//! In-memory document store for tests and local tooling.

use std::cmp::Ordering;
use std::collections::{BTreeMap, HashMap};
use std::sync::atomic::{AtomicUsize, Ordering as AtomicOrdering};
use std::sync::{RwLock, RwLockReadGuard, RwLockWriteGuard};

use async_trait::async_trait;
use serde_json::Value;
use uuid::Uuid;

use super::{DocumentStore, OrderBy, SortDirection};
use crate::error::{Error, Result};
use crate::models::{Document, Fields};

type Collections = HashMap<String, BTreeMap<String, Fields>>;

/// Process-local [`DocumentStore`].
///
/// Identifiers are UUID v7 strings generated by the store. Data is lost when
/// the store is dropped.
#[derive(Debug, Default)]
pub struct InMemoryDocumentStore {
    collections: RwLock<Collections>,
    writes: AtomicUsize,
}

impl InMemoryDocumentStore {
    pub fn new() -> Self {
        Self::default()
    }

    /// Seed a document under a fixed id, bypassing id assignment.
    ///
    /// Not counted as a write.
    pub fn insert_raw(&self, collection: &str, id: &str, fields: Fields) -> Result<()> {
        self.write_guard()?
            .entry(collection.to_string())
            .or_default()
            .insert(id.to_string(), fields);
        Ok(())
    }

    /// Number of documents in a collection.
    pub fn len(&self, collection: &str) -> usize {
        self.read_guard()
            .map(|collections| collections.get(collection).map_or(0, BTreeMap::len))
            .unwrap_or(0)
    }

    pub fn is_empty(&self, collection: &str) -> bool {
        self.len(collection) == 0
    }

    /// Number of successful create/replace/delete calls so far.
    pub fn write_count(&self) -> usize {
        self.writes.load(AtomicOrdering::SeqCst)
    }

    fn record_write(&self) {
        self.writes.fetch_add(1, AtomicOrdering::SeqCst);
    }

    fn read_guard(&self) -> Result<RwLockReadGuard<'_, Collections>> {
        self.collections
            .read()
            .map_err(|error| Error::StoreUnavailable(format!("lock poisoned: {error}")))
    }

    fn write_guard(&self) -> Result<RwLockWriteGuard<'_, Collections>> {
        self.collections
            .write()
            .map_err(|error| Error::StoreUnavailable(format!("lock poisoned: {error}")))
    }
}

#[async_trait]
impl DocumentStore for InMemoryDocumentStore {
    async fn create(&self, collection: &str, fields: Fields) -> Result<String> {
        let id = Uuid::now_v7().to_string();
        self.write_guard()?
            .entry(collection.to_string())
            .or_default()
            .insert(id.clone(), fields);
        self.record_write();
        Ok(id)
    }

    async fn get(&self, collection: &str, id: &str) -> Result<Option<Document>> {
        let collections = self.read_guard()?;
        Ok(collections
            .get(collection)
            .and_then(|documents| documents.get(id))
            .map(|fields| Document::new(id, fields.clone())))
    }

    async fn list(&self, collection: &str, order: &OrderBy) -> Result<Vec<Document>> {
        let collections = self.read_guard()?;
        let mut documents = collections
            .get(collection)
            .map(|documents| {
                documents
                    .iter()
                    .map(|(id, fields)| Document::new(id.clone(), fields.clone()))
                    .collect::<Vec<_>>()
            })
            .unwrap_or_default();
        drop(collections);

        documents.sort_by(|left, right| {
            let ordering = compare_values(
                left.fields.get(&order.field),
                right.fields.get(&order.field),
            )
            .then_with(|| left.id.cmp(&right.id));
            match order.direction {
                SortDirection::Ascending => ordering,
                SortDirection::Descending => ordering.reverse(),
            }
        });

        Ok(documents)
    }

    async fn replace(&self, collection: &str, id: &str, fields: Fields) -> Result<()> {
        let mut collections = self.write_guard()?;
        let slot = collections
            .get_mut(collection)
            .and_then(|documents| documents.get_mut(id))
            .ok_or_else(|| Error::NotFound(id.to_string()))?;
        *slot = fields;
        drop(collections);
        self.record_write();
        Ok(())
    }

    async fn delete(&self, collection: &str, id: &str) -> Result<()> {
        if let Some(documents) = self.write_guard()?.get_mut(collection) {
            documents.remove(id);
        }
        self.record_write();
        Ok(())
    }
}

/// Missing and `null` sort first, then booleans, numbers, strings.
fn compare_values(left: Option<&Value>, right: Option<&Value>) -> Ordering {
    fn rank(value: Option<&Value>) -> u8 {
        match value {
            None | Some(Value::Null) => 0,
            Some(Value::Bool(_)) => 1,
            Some(Value::Number(_)) => 2,
            Some(Value::String(_)) => 3,
            Some(Value::Array(_)) => 4,
            Some(Value::Object(_)) => 5,
        }
    }

    match (left, right) {
        (Some(Value::Bool(a)), Some(Value::Bool(b))) => a.cmp(b),
        (Some(Value::Number(a)), Some(Value::Number(b))) => {
            let a = a.as_f64().unwrap_or(f64::NAN);
            let b = b.as_f64().unwrap_or(f64::NAN);
            a.total_cmp(&b)
        }
        (Some(Value::String(a)), Some(Value::String(b))) => a.cmp(b),
        _ => rank(left).cmp(&rank(right)),
    }
}

#[cfg(test)]
mod tests {
    use pretty_assertions::assert_eq;
    use serde_json::json;

    use super::*;

    fn fields(value: Value) -> Fields {
        let Value::Object(fields) = value else {
            panic!("test fields must be an object");
        };
        fields
    }

    #[tokio::test]
    async fn create_assigns_distinct_ids() {
        let store = InMemoryDocumentStore::new();
        let first = store.create("places", fields(json!({"name": "a"}))).await.unwrap();
        let second = store.create("places", fields(json!({"name": "a"}))).await.unwrap();

        assert_ne!(first, second);
        assert_eq!(store.len("places"), 2);
        assert_eq!(store.write_count(), 2);
    }

    #[tokio::test]
    async fn get_missing_returns_none() {
        let store = InMemoryDocumentStore::new();
        assert!(store.get("places", "nope").await.unwrap().is_none());
    }

    #[tokio::test]
    async fn list_orders_by_field() {
        let store = InMemoryDocumentStore::new();
        store
            .insert_raw("places", "old", fields(json!({"created_at": 1})))
            .unwrap();
        store
            .insert_raw("places", "new", fields(json!({"created_at": 3})))
            .unwrap();
        store
            .insert_raw("places", "mid", fields(json!({"created_at": 2})))
            .unwrap();
        store.insert_raw("places", "none", Fields::new()).unwrap();

        let descending = store
            .list("places", &OrderBy::descending("created_at"))
            .await
            .unwrap();
        let ids = descending.iter().map(|doc| doc.id.as_str()).collect::<Vec<_>>();
        assert_eq!(ids, vec!["new", "mid", "old", "none"]);

        let ascending = store
            .list("places", &OrderBy::ascending("created_at"))
            .await
            .unwrap();
        assert_eq!(ascending[0].id, "none");
    }

    #[tokio::test]
    async fn collections_are_isolated() {
        let store = InMemoryDocumentStore::new();
        store.create("places", Fields::new()).await.unwrap();

        let others = store
            .list("trips", &OrderBy::descending("created_at"))
            .await
            .unwrap();
        assert!(others.is_empty());
    }

    #[tokio::test]
    async fn replace_missing_is_not_found() {
        let store = InMemoryDocumentStore::new();
        let error = store
            .replace("places", "ghost", Fields::new())
            .await
            .unwrap_err();
        assert!(matches!(error, Error::NotFound(_)));
        assert_eq!(store.write_count(), 0);
    }

    #[tokio::test]
    async fn replace_overwrites_all_fields() {
        let store = InMemoryDocumentStore::new();
        let id = store
            .create("places", fields(json!({"name": "a", "description": "b"})))
            .await
            .unwrap();
        store
            .replace("places", &id, fields(json!({"name": "c"})))
            .await
            .unwrap();

        let doc = store.get("places", &id).await.unwrap().unwrap();
        assert_eq!(doc.fields, fields(json!({"name": "c"})));
    }

    #[tokio::test]
    async fn delete_removes_document() {
        let store = InMemoryDocumentStore::new();
        let id = store.create("places", Fields::new()).await.unwrap();
        store.delete("places", &id).await.unwrap();
        assert!(store.is_empty("places"));
        store.delete("places", &id).await.unwrap();
    }
}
☆ ☆ ☆ ☆
== Work instructions ==
Pull every line with the word "Option" from the data.

== Expected output ==
    async fn get(&self, collection: &str, id: &str) -> Result<Option<Document>> {
fn compare_values(left: Option<&Value>, right: Option<&Value>) -> Ordering {
    fn rank(value: Option<&Value>) -> u8 {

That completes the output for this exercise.